Looking for Leaders
Learning NOT to Lean
by Ken Akers
Just how far can a Christian go without sinning? That question has probably been asked more times than any other. Where should we draw the line on our behavior?
In Genesis 13, we read the story of Abraham and Lot (Abraham’s nephew) on their journey to the new land God had promised. Abraham was a man of God, who served Him faithfully and consequently received His blessings. Surely Lot saw his example and had the opportunity to learn from him.
Yet, when the two families arrived at their destination in Canaan, problems arose. Abraham and Lot’s herdsmen had a heated dispute. The region did not have enough grazing land for all their flocks to live together, so Abraham and his nephew agreed to separate into two regions. Abraham gave Lot first choice.
Lot leaned toward Sodom. He had a choice to take the high ground, literally, or settle in the lowlands. He chose to “pitch his tent toward Sodom” in the comfort of the lowlands. This happens to many Christians today. They begin leaning toward the world and its comfort and attractions. They let down their guard against sin, and they allow the influence of the culture to infiltrate their homes and lives.
Before long, Lot began living in Sodom. The city came under siege, and Lot—along with everyone else—was taken captive. It is a good reminder that when we start leaning toward something, it’s easy to find ourselves living there. And being surrounded by sin is always a dangerous place to live. We may find ourselves held captive by the world and its devices. Had Lot not been living in Sodom, he would not have been taken captive in the aftermath of the battle. Thankfully, Abraham, with God’s help, came to his rescue. What an encouraging reminder! Even when we put ourselves into dangerous or compromising situations, God is ready and willing to help us.

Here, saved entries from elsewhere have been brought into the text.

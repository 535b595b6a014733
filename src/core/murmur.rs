//! MurmurHash3, x64 128-bit variant.
//!
//! Non-cryptographic. Used only to turn a canonical component string into a compact,
//! stable identifier.

use crate::error::{FingerprintError, Result};
use std::fmt;
use std::str::FromStr;

const C1: u64 = 0x87c3_7b91_1142_53d5;
const C2: u64 = 0x4cf5_ad43_2745_937f;

/// 128-bit fingerprint identifier, the two 64-bit halves of a murmur3 x64 128 digest.
#[derive(Debug, Clone, Copy, PartialEq, Eq, Hash, PartialOrd, Ord)]
pub struct FingerprintId {
    pub h1: u64,
    pub h2: u64,
}

impl FingerprintId {
    /// `h1` in the high half.
    pub fn as_u128(&self) -> u128 {
        (u128::from(self.h1) << 64) | u128::from(self.h2)
    }

    /// 32 lowercase hex digits, `h1` first.
    pub fn to_hex(&self) -> String {
        self.to_string()
    }
}

impl fmt::Display for FingerprintId {
    fn fmt(&self, f: &mut fmt::Formatter<'_>) -> fmt::Result {
        write!(f, "{:016x}{:016x}", self.h1, self.h2)
    }
}

impl FromStr for FingerprintId {
    type Err = FingerprintError;

    fn from_str(s: &str) -> Result<Self> {
        let invalid = || FingerprintError::Custom(format!("Invalid fingerprint id: '{s}'"));
        // from_str_radix alone would accept a leading sign
        if s.len() != 32 || !s.bytes().all(|b| b.is_ascii_hexdigit()) {
            return Err(invalid());
        }
        let (high, low) = s.split_at(16);
        let h1 = u64::from_str_radix(high, 16).map_err(|_| invalid())?;
        let h2 = u64::from_str_radix(low, 16).map_err(|_| invalid())?;
        Ok(Self { h1, h2 })
    }
}

#[inline]
fn fmix64(mut k: u64) -> u64 {
    k ^= k >> 33;
    k = k.wrapping_mul(0xff51_afd7_ed55_8ccd);
    k ^= k >> 33;
    k = k.wrapping_mul(0xc4ce_b9fe_1a85_ec53);
    k ^= k >> 33;
    k
}

#[inline]
fn mix_k1(k1: u64) -> u64 {
    k1.wrapping_mul(C1).rotate_left(31).wrapping_mul(C2)
}

#[inline]
fn mix_k2(k2: u64) -> u64 {
    k2.wrapping_mul(C2).rotate_left(33).wrapping_mul(C1)
}

/// Hash `data` with the given seed.
pub fn murmur3_x64_128(data: &[u8], seed: u32) -> FingerprintId {
    let mut h1 = u64::from(seed);
    let mut h2 = u64::from(seed);

    let mut blocks = data.chunks_exact(16);
    for block in &mut blocks {
        let (lo, hi) = block.split_at(8);
        let k1 = u64::from_le_bytes(lo.try_into().unwrap_or([0; 8]));
        let k2 = u64::from_le_bytes(hi.try_into().unwrap_or([0; 8]));

        h1 ^= mix_k1(k1);
        h1 = h1
            .rotate_left(27)
            .wrapping_add(h2)
            .wrapping_mul(5)
            .wrapping_add(0x52dc_e729);

        h2 ^= mix_k2(k2);
        h2 = h2
            .rotate_left(31)
            .wrapping_add(h1)
            .wrapping_mul(5)
            .wrapping_add(0x3849_5ab5);
    }

    let tail = blocks.remainder();
    if tail.len() > 8 {
        let k2 = tail[8..]
            .iter()
            .enumerate()
            .fold(0u64, |acc, (i, &b)| acc ^ (u64::from(b) << (i * 8)));
        h2 ^= mix_k2(k2);
    }
    if !tail.is_empty() {
        let k1 = tail[..tail.len().min(8)]
            .iter()
            .enumerate()
            .fold(0u64, |acc, (i, &b)| acc ^ (u64::from(b) << (i * 8)));
        h1 ^= mix_k1(k1);
    }

    let len = data.len() as u64;
    h1 ^= len;
    h2 ^= len;

    h1 = h1.wrapping_add(h2);
    h2 = h2.wrapping_add(h1);

    h1 = fmix64(h1);
    h2 = fmix64(h2);

    h1 = h1.wrapping_add(h2);
    h2 = h2.wrapping_add(h1);

    FingerprintId { h1, h2 }
}

/// Hash a string's UTF-8 bytes with seed 0.
pub fn hash_str(s: &str) -> FingerprintId {
    murmur3_x64_128(s.as_bytes(), 0)
}

#[cfg(test)]
mod tests {
    use super::*;

    #[test]
    fn test_empty_input_seed_zero() {
        assert_eq!(hash_str("").to_hex(), "00000000000000000000000000000000");
    }

    #[test]
    fn test_reference_vectors() {
        assert_eq!(
            hash_str("The quick brown fox jumps over the lazy dog").to_hex(),
            "e34bbc7bbc071b6c7a433ca9c49a9347"
        );
        assert_eq!(hash_str("hello").to_hex(), "cbd8a7b341bd9b025b1e906a48ae1d19");
    }

    #[test]
    fn test_tail_lengths_differ() {
        // Exercise every tail length 0..=15 across a block boundary
        let data: Vec<u8> = (0u8..48).collect();
        let mut seen = std::collections::HashSet::new();
        for len in 16..=32 {
            assert!(seen.insert(murmur3_x64_128(&data[..len], 0)));
        }
    }

    #[test]
    fn test_hex_parse_roundtrip() {
        let id = hash_str("colorDepth:24");
        let parsed: FingerprintId = id.to_hex().parse().expect("valid hex");
        assert_eq!(parsed, id);
        assert_eq!(parsed.as_u128() >> 64, u128::from(id.h1));
    }

    #[test]
    fn test_hex_parse_rejects_bad_input() {
        assert!("abc".parse::<FingerprintId>().is_err());
        assert!("zz".repeat(16).parse::<FingerprintId>().is_err());
        let signed_low = format!("{}+{}", "0".repeat(16), "f".repeat(15));
        assert!(signed_low.parse::<FingerprintId>().is_err());
        let signed_high = format!("+{}", "1".repeat(31));
        assert!(signed_high.parse::<FingerprintId>().is_err());
    }
}
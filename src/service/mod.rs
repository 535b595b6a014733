//! # Service Layer
//!
//! Ties the pure codec pieces to their collaborators.
//!
//! ## Components
//! - **Fingerprint**: pulls a component set from a source and derives the visitor id
//! - **Exchange**: encodes a payload, hands it to a transport, decodes the answer
//!
//! Metrics and tracing live here; [`crate::core`] stays free of side effects.

pub mod exchange;
pub mod fingerprint;

pub use exchange::{AttestationClient, Exchange};
pub use fingerprint::{create_visitor_id, ComponentSource, FingerprintReport};
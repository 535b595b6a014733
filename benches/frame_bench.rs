use criterion::{criterion_group, criterion_main, BatchSize, Criterion, Throughput};
use fingerprint_frame::core::canonical::canonicalize_and_hash;
use fingerprint_frame::core::component::{ComponentSet, ComponentValue};
use fingerprint_frame::core::frame::{decode_bytes, encode_bytes};
use fingerprint_frame::core::murmur::murmur3_x64_128;
use fingerprint_frame::utils::random::RngSource;
use serde_json::json;

#[allow(clippy::unwrap_used)]
fn bench_frame_encode_decode(c: &mut Criterion) {
    let mut group = c.benchmark_group("frame_encode_decode");
    let payload_sizes = [64usize, 512, 4096, 65536];

    for &size in &payload_sizes {
        group.throughput(Throughput::Bytes(size as u64));
        group.bench_function(format!("encode_{size}b"), |b| {
            let mut rng = RngSource::seeded(1);
            b.iter_batched(
                || vec![b'a'; size],
                |payload| encode_bytes(&payload, &[3, 7], 3, 7, &mut rng).unwrap(),
                BatchSize::SmallInput,
            )
        });
        group.bench_function(format!("decode_{size}b"), |b| {
            let frame = encode_bytes(&vec![b'a'; size], &[3, 7], 3, 7, &mut RngSource::seeded(1)).unwrap();
            b.iter(|| {
                let decoded = decode_bytes(&frame, &[3, 7], 7);
                assert!(decoded.is_ok());
            })
        });
    }

    group.finish();
}

fn bench_visitor_id(c: &mut Criterion) {
    let mut group = c.benchmark_group("visitor_id");
    let set = ComponentSet::new()
        .with("timezone", "America/New_York")
        .with("colorDepth", 24)
        .with("languages", ComponentValue::from(json!([["en-US"], ["en"]])))
        .with("screenResolution", vec![1920, 1080])
        .with("audio", 124.04347527516074)
        .with("plugins", ComponentValue::from(json!([{"name": "PDF Viewer", "mimeTypes": [{"type": "application/pdf", "suffixes": "pdf"}]}])))
        .with_error("canvas")
        .with("cpuClass", ComponentValue::Absent);

    group.bench_function("canonicalize_and_hash", |b| {
        b.iter(|| canonicalize_and_hash(&set))
    });

    let data = vec![0x5Au8; 4096];
    group.throughput(Throughput::Bytes(data.len() as u64));
    group.bench_function("murmur3_4096b", |b| b.iter(|| murmur3_x64_128(&data, 0)));

    group.finish();
}

criterion_group!(benches, bench_frame_encode_decode, bench_visitor_id);
criterion_main!(benches);
//! Observability and Metrics
//!
//! Counters for fingerprint computation and frame exchange.
//!
//! Uses atomic counters for thread-safe metrics collection. The pure codec functions
//! never touch these; the service layer records around them.

use std::sync::atomic::{AtomicU64, Ordering};
use std::time::Instant;
use tracing::{debug, info};

/// Metrics collector for fingerprinting and frame exchange
#[derive(Debug)]
pub struct Metrics {
    /// Fingerprint identifiers computed
    pub fingerprints_computed: AtomicU64,
    /// Frames produced by encode
    pub frames_encoded: AtomicU64,
    /// Frames successfully decoded
    pub frames_decoded: AtomicU64,
    /// Total frame bytes handed to the transport
    pub bytes_sent: AtomicU64,
    /// Total response bytes received from the transport
    pub bytes_received: AtomicU64,
    /// Decodes rejected by header/length validation
    pub validation_failures: AtomicU64,
    /// Decodes whose payload did not parse
    pub parse_failures: AtomicU64,
    /// Transport-level failures (no response body)
    pub transport_errors: AtomicU64,
    /// Exchanges that hit the deadline
    pub timeouts: AtomicU64,
    /// Start time for uptime calculation
    start_time: Instant,
}

impl Metrics {
    /// Create a new metrics collector
    pub fn new() -> Self {
        Self {
            fingerprints_computed: AtomicU64::new(0),
            frames_encoded: AtomicU64::new(0),
            frames_decoded: AtomicU64::new(0),
            bytes_sent: AtomicU64::new(0),
            bytes_received: AtomicU64::new(0),
            validation_failures: AtomicU64::new(0),
            parse_failures: AtomicU64::new(0),
            transport_errors: AtomicU64::new(0),
            timeouts: AtomicU64::new(0),
            start_time: Instant::now(),
        }
    }

    /// Record a computed fingerprint
    pub fn fingerprint_computed(&self) {
        self.fingerprints_computed.fetch_add(1, Ordering::Relaxed);
    }

    /// Record an encoded frame handed to the transport
    pub fn frame_sent(&self, byte_count: u64) {
        self.frames_encoded.fetch_add(1, Ordering::Relaxed);
        self.bytes_sent.fetch_add(byte_count, Ordering::Relaxed);
    }

    /// Record a response body received from the transport
    pub fn response_received(&self, byte_count: u64) {
        self.bytes_received.fetch_add(byte_count, Ordering::Relaxed);
    }

    /// Record a successfully decoded frame
    pub fn frame_decoded(&self) {
        self.frames_decoded.fetch_add(1, Ordering::Relaxed);
    }

    /// Record a frame rejected by validation
    pub fn validation_failure(&self) {
        self.validation_failures.fetch_add(1, Ordering::Relaxed);
    }

    /// Record a payload that failed to parse
    pub fn parse_failure(&self) {
        self.parse_failures.fetch_add(1, Ordering::Relaxed);
    }

    /// Record a transport failure
    pub fn transport_error(&self) {
        self.transport_errors.fetch_add(1, Ordering::Relaxed);
    }

    /// Record an exchange timeout
    pub fn timeout(&self) {
        self.timeouts.fetch_add(1, Ordering::Relaxed);
    }

    /// Get current metrics snapshot
    pub fn snapshot(&self) -> MetricsSnapshot {
        MetricsSnapshot {
            fingerprints_computed: self.fingerprints_computed.load(Ordering::Relaxed),
            frames_encoded: self.frames_encoded.load(Ordering::Relaxed),
            frames_decoded: self.frames_decoded.load(Ordering::Relaxed),
            bytes_sent: self.bytes_sent.load(Ordering::Relaxed),
            bytes_received: self.bytes_received.load(Ordering::Relaxed),
            validation_failures: self.validation_failures.load(Ordering::Relaxed),
            parse_failures: self.parse_failures.load(Ordering::Relaxed),
            transport_errors: self.transport_errors.load(Ordering::Relaxed),
            timeouts: self.timeouts.load(Ordering::Relaxed),
            uptime_seconds: self.start_time.elapsed().as_secs(),
        }
    }

    /// Log current metrics
    pub fn log_metrics(&self) {
        let snapshot = self.snapshot();
        info!(
            fingerprints_computed = snapshot.fingerprints_computed,
            frames_encoded = snapshot.frames_encoded,
            frames_decoded = snapshot.frames_decoded,
            bytes_sent = snapshot.bytes_sent,
            bytes_received = snapshot.bytes_received,
            validation_failures = snapshot.validation_failures,
            parse_failures = snapshot.parse_failures,
            transport_errors = snapshot.transport_errors,
            timeouts = snapshot.timeouts,
            uptime_seconds = snapshot.uptime_seconds,
            "Frame exchange metrics snapshot"
        );
    }
}

impl Default for Metrics {
    fn default() -> Self {
        Self::new()
    }
}

/// Snapshot of metrics at a point in time
#[derive(Debug, Clone, PartialEq, Eq)]
pub struct MetricsSnapshot {
    pub fingerprints_computed: u64,
    pub frames_encoded: u64,
    pub frames_decoded: u64,
    pub bytes_sent: u64,
    pub bytes_received: u64,
    pub validation_failures: u64,
    pub parse_failures: u64,
    pub transport_errors: u64,
    pub timeouts: u64,
    pub uptime_seconds: u64,
}

/// Global metrics instance (lazy static for simplicity)
static METRICS: once_cell::sync::Lazy<Metrics> = once_cell::sync::Lazy::new(Metrics::new);

/// Get the global metrics instance
pub fn global_metrics() -> &'static Metrics {
    &METRICS
}

/// Timer for measuring operation duration
pub struct Timer {
    start: Instant,
    operation: &'static str,
}

impl Timer {
    /// Start timing an operation
    pub fn start(operation: &'static str) -> Self {
        Self {
            start: Instant::now(),
            operation,
        }
    }
}

impl Drop for Timer {
    fn drop(&mut self) {
        let duration = self.start.elapsed();
        debug!(
            operation = self.operation,
            duration_ms = duration.as_millis(),
            "Operation completed"
        );
    }
}

#[cfg(test)]
mod tests {
    use super::*;

    #[test]
    fn test_counters_accumulate() {
        let metrics = Metrics::new();
        metrics.frame_sent(19);
        metrics.frame_sent(21);
        metrics.response_received(64);
        metrics.frame_decoded();
        metrics.validation_failure();
        metrics.parse_failure();
        metrics.transport_error();
        metrics.timeout();
        metrics.fingerprint_computed();

        let snapshot = metrics.snapshot();
        assert_eq!(snapshot.frames_encoded, 2);
        assert_eq!(snapshot.bytes_sent, 40);
        assert_eq!(snapshot.bytes_received, 64);
        assert_eq!(snapshot.frames_decoded, 1);
        assert_eq!(snapshot.validation_failures, 1);
        assert_eq!(snapshot.parse_failures, 1);
        assert_eq!(snapshot.transport_errors, 1);
        assert_eq!(snapshot.timeouts, 1);
        assert_eq!(snapshot.fingerprints_computed, 1);
    }

    #[test]
    fn test_global_metrics_is_shared() {
        let before = global_metrics().snapshot().fingerprints_computed;
        global_metrics().fingerprint_computed();
        assert!(global_metrics().snapshot().fingerprints_computed > before);
    }
}
//! # Component Canonicalization
//!
//! Turns a [`ComponentSet`] into a stable string and a 128-bit identifier.
//!
//! ## Canonical String
//! ```text
//! name1:token1|name2:token2|...
//! ```
//! - components appear in byte-wise name order
//! - `:`, `|` and `\` in a name are escaped with a backslash
//! - the token is `error` for an errored component, `undefined` for an absent value,
//!   and the canonical structured text of the value otherwise
//!
//! The identifier is murmur3 x64 128 (seed 0) of the canonical string's UTF-8 bytes.

use crate::core::component::{Component, ComponentSet};
use crate::core::murmur::{hash_str, FingerprintId};
use crate::core::serialization::canonical_json;

/// Token emitted for a component whose collector failed
pub const ERROR_TOKEN: &str = "error";

/// Token emitted for a component with no value at all
pub const ABSENT_TOKEN: &str = "undefined";

/// Canonical string plus the identifier derived from it.
#[derive(Debug, Clone, PartialEq, Eq)]
pub struct Canonicalized {
    pub canonical: String,
    pub fingerprint_id: FingerprintId,
}

/// Canonicalize `components` and hash the result. Never fails.
pub fn canonicalize_and_hash(components: &ComponentSet) -> Canonicalized {
    let canonical = canonical_string(components);
    let fingerprint_id = hash_str(&canonical);
    Canonicalized {
        canonical,
        fingerprint_id,
    }
}

/// The canonical string alone.
pub fn canonical_string(components: &ComponentSet) -> String {
    let mut out = String::new();
    // ComponentSet iterates in byte-wise name order
    for (i, component) in components.iter().enumerate() {
        if i > 0 {
            out.push('|');
        }
        escape_name(&mut out, &component.name);
        out.push(':');
        out.push_str(&value_token(component));
    }
    out
}

/// The token a single component contributes after its `name:` prefix.
pub fn value_token(component: &Component) -> String {
    if component.is_error {
        return ERROR_TOKEN.to_string();
    }
    match component.value.to_json() {
        Some(value) => canonical_json(&value),
        None => ABSENT_TOKEN.to_string(),
    }
}

fn escape_name(out: &mut String, name: &str) {
    for ch in name.chars() {
        if matches!(ch, ':' | '|' | '\\') {
            out.push('\\');
        }
        out.push(ch);
    }
}
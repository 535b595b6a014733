//! Timeout helpers for the transport layer.
//!
//! The codec itself never blocks; only the exchange with the remote endpoint is
//! bounded in time.

use crate::error::{FingerprintError, Result};
use std::future::Future;
use std::time::Duration;

/// Default deadline for a single frame exchange
pub const DEFAULT_TIMEOUT: Duration = Duration::from_secs(5);

/// Smallest deadline accepted by configuration validation
pub const MIN_TIMEOUT: Duration = Duration::from_millis(100);

/// Await `future`, failing with [`FingerprintError::Timeout`] once `duration` elapses.
pub async fn with_timeout<F, T>(duration: Duration, future: F) -> Result<T>
where
    F: Future<Output = T>,
{
    tokio::time::timeout(duration, future)
        .await
        .map_err(|_| FingerprintError::Timeout)
}

/// Like [`with_timeout`] for futures that already return a crate `Result`.
pub async fn with_timeout_error<F, T>(duration: Duration, future: F) -> Result<T>
where
    F: Future<Output = Result<T>>,
{
    with_timeout(duration, future).await?
}
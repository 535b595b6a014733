//! # Error Types
//!
//! Error handling for fingerprinting and frame exchange.
//!
//! ## Error Categories
//! - **Validation Errors**: a received frame is malformed or was produced with a
//!   different frame configuration (see [`FrameViolation`])
//! - **Parse Errors**: the de-obfuscated payload is not valid structured text
//! - **Transport Errors**: the outbound collaborator failed or timed out
//! - **Configuration Errors**: invalid frame, transport or logging settings
//!
//! Validation and parse failures are terminal for the decode call that raised them;
//! nothing in this crate retries them.
//!
//! ## Example Usage
//! ```rust
//! use fingerprint_frame::core::frame;
//! use fingerprint_frame::error::FingerprintError;
//!
//! let result = frame::decode::<serde_json::Value>(&[0x01], &[3, 7], 7);
//! match result {
//!     Err(FingerprintError::Validation(violation)) => println!("bad frame: {violation}"),
//!     Err(other) => println!("other failure: {other}"),
//!     Ok(value) => println!("payload: {value}"),
//! }
//! ```

use std::io;
use thiserror::Error;

/// Static messages for error paths that carry no dynamic detail.
pub mod constants {
    /// Synchronization errors
    pub const ERR_LOCK_POISONED: &str = "Synchronization primitive poisoned";

    /// Frame configuration errors
    pub const ERR_ZERO_KEYSTREAM: &str = "Keystream length must be greater than 0";
    pub const ERR_FRAME_TOO_LARGE: &str = "Frame length overflows the address space";

    /// Payload errors
    pub const ERR_PAYLOAD_NOT_UTF8: &str = "Recovered payload is not valid UTF-8";

    /// Transport errors
    pub const ERR_TRANSPORT_TIMEOUT: &str = "Transport did not answer before the deadline";

    /// Logging errors
    pub const ERR_SUBSCRIBER_INSTALLED: &str = "A global tracing subscriber is already installed";
}

/// The specific structural check a received frame failed.
#[derive(Error, Debug, Clone, Copy, PartialEq, Eq)]
pub enum FrameViolation {
    #[error("frame too short: {len} bytes, at least {required} required")]
    Truncated { len: usize, required: usize },

    #[error("header byte {index} mismatch: expected {expected}, found {found}")]
    HeaderMismatch { index: usize, expected: u8, found: u8 },
}

// FingerprintError is the primary error type for all crate operations
#[derive(Error, Debug)]
pub enum FingerprintError {
    #[error("I/O error: {0}")]
    Io(#[from] io::Error),

    #[error("Frame is malformed or uses a different configuration: {0}")]
    Validation(#[from] FrameViolation),

    #[error("Payload corrupt or configuration mismatch: {0}")]
    Parse(String),

    #[error("Serialize error: {0}")]
    SerializeError(String),

    #[error("Transport error: {0}")]
    TransportError(String),

    #[error("Timeout occurred")]
    Timeout,

    #[error("Configuration error: {0}")]
    ConfigError(String),

    #[error("Custom error: {0}")]
    Custom(String),
}

impl FingerprintError {
    /// True for header/length failures raised while decoding a frame.
    pub fn is_validation(&self) -> bool {
        matches!(self, FingerprintError::Validation(_))
    }

    /// True when the frame was structurally sound but its payload did not parse.
    pub fn is_parse(&self) -> bool {
        matches!(self, FingerprintError::Parse(_))
    }
}

/// Type alias for Results using FingerprintError
pub type Result<T> = std::result::Result<T, FingerprintError>;
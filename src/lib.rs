//! # fingerprint-frame
//!
//! Two small, self-contained pieces used by a client that reports a synthesized
//! environment fingerprint to a verification endpoint:
//!
//! - **Canonicalization** ([`core::canonical`]): a set of named components becomes a
//!   stable string and a 128-bit murmur3 identifier.
//! - **Frame codec** ([`core::frame`]): a structured payload becomes an obfuscated
//!   binary frame (seed byte, header pattern, padding, repeating XOR keystream) and back.
//!
//! The frame codec is obfuscation, NOT encryption. The keystream travels inside the
//! frame it protects; anyone holding the frame recovers the payload.
//!
//! The [`service`] layer wires both to a [`transport::Transport`] with metrics and
//! tracing around every exchange.
//!
//! ## Example
//! ```
//! use fingerprint_frame::core::canonical::canonicalize_and_hash;
//! use fingerprint_frame::core::component::ComponentSet;
//!
//! let set = ComponentSet::new()
//!     .with("timezone", "America/New_York")
//!     .with("colorDepth", 24);
//! let result = canonicalize_and_hash(&set);
//! assert_eq!(result.canonical, r#"colorDepth:24|timezone:"America/New_York""#);
//! assert_eq!(result.fingerprint_id.to_hex(), "b5d4048cba93a01b0db1afb808d64e9f");
//! ```

pub mod config;
pub mod core;
pub mod error;
pub mod service;
pub mod transport;
pub mod utils;

pub use crate::config::{CodecConfig, FrameConfig, LoggingConfig, TransportConfig};
pub use crate::core::canonical::{canonicalize_and_hash, Canonicalized};
pub use crate::core::component::{Component, ComponentSet, ComponentValue};
pub use crate::core::frame::{FrameCodec, FrameLayout};
pub use crate::core::murmur::FingerprintId;
pub use crate::error::{FingerprintError, FrameViolation, Result};
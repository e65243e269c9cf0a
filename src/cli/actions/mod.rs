pub mod server;

use crate::admission::RouteTables;

#[derive(Debug)]
pub enum Action {
    Server { port: u16, tables: RouteTables },
}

Lot’s brush with captivity did not deter him from living in Sodom. When visiting angels enter the city in chapter 19, Lot is seated at the gate. The preceding chapters recount God’s deal with Abraham to spare Sodom for the sake of 10 righteous men, but it was not to be. Rampant evil saturated the city where Lot lived (as illustrated by the sexual assault upon the visiting angels). What reason did Lot, a man of God, have for living in such an evil place? None! By settling in the sin of Sodom, he endangered himself, his wife, his daughters, and their families.
Even when the visiting angels told him to leave, warning that the city would be utterly destroyed, Lot lingered. He did not want to give up the comfort of his life in the city of sin. He wanted to hang on as long as possible. We see this happen to Christians time and again today. People fall away from God and into worldly pleasures. While they know their actions are wrong, they cling to them tightly, lingering in the clutches of ungodly behavior.
As the story of Lot illustrates, lingering in sin leads to losing. He discovered that he no longer had any influence on his daughters and their husbands. In God’s mercy, the angels dragged Lot and his family—kicking and screaming, I believe—away from Sodom before the fire and brimstone fell from Heaven and destroyed the city. Lot’s wife looked back toward the city in defiance of God’s clear warning. As a result, she lost her life, and was turned into a salt formation. Later, when Lot took refuge in a cave, his daughters got him drunk and committed incest with him.
The sordid story makes it clear that Lot was not the spiritual influence he should have been, and it cost him everything—his family, wealth, and reputation. And it all began by leaning toward the world.
I don’t know Lot’s eternal destiny when his days on earth were over. But I am confident he would have been better off if he had stayed close to God, and learned not to lean toward the world.